Sunday, December 4, 2011
Shadowland TPB
Wow, I’d heard that this was a below-average story, but this was brutal. I’m glad I waited for the big discount, but this probably should have been a library rental.
Daredevil is the ostensible villain here, but he’s never believable. I usually like Andy Diggle’s writing, but this had a ton of posturing and debate that never made it believable that DD would turn evil. This book tries to have the street-level heroes face down against the DD-controlled Hand, but it just doesn’t work.

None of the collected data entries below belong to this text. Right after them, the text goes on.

use super::PermissionCreatePayload;

/// Generate a PermissionCreatePayload for testing.
/// Parameter `i` controls the value of some of the fields, just to make sure that the objects
/// don't all look identical.
pub fn make_create_payload(i: usize) -> PermissionCreatePayload {
    PermissionCreatePayload {
        name: format!("permission:{i}"),
        description: (i % 2 == 0).then(|| format!("Test permission {i}")),
    }
}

I was actually interested while the story focused on DD dealing with Bullseye once and for all, but that was only for an issue. After that, we are supposed to accept the hordes of Hand ninjas as a legitimate threat to the street-Avengers who show up. But let me remind everyone of the ninja rule (also works as a robot or zombie rule): The more there are, the weaker they look. With a ton of ninjas bouncing around off light poles, I never worried for a moment that Luke Cage or Iron Fist would be hurt. Heck, the heroes agree to team-up with the Punisher! I don’t buy that either!
And it is not like there weren’t bad guys around! Kingpin and Lady Bullseye spent the whole series chatting! How about they bust some heads; this is the climax, right?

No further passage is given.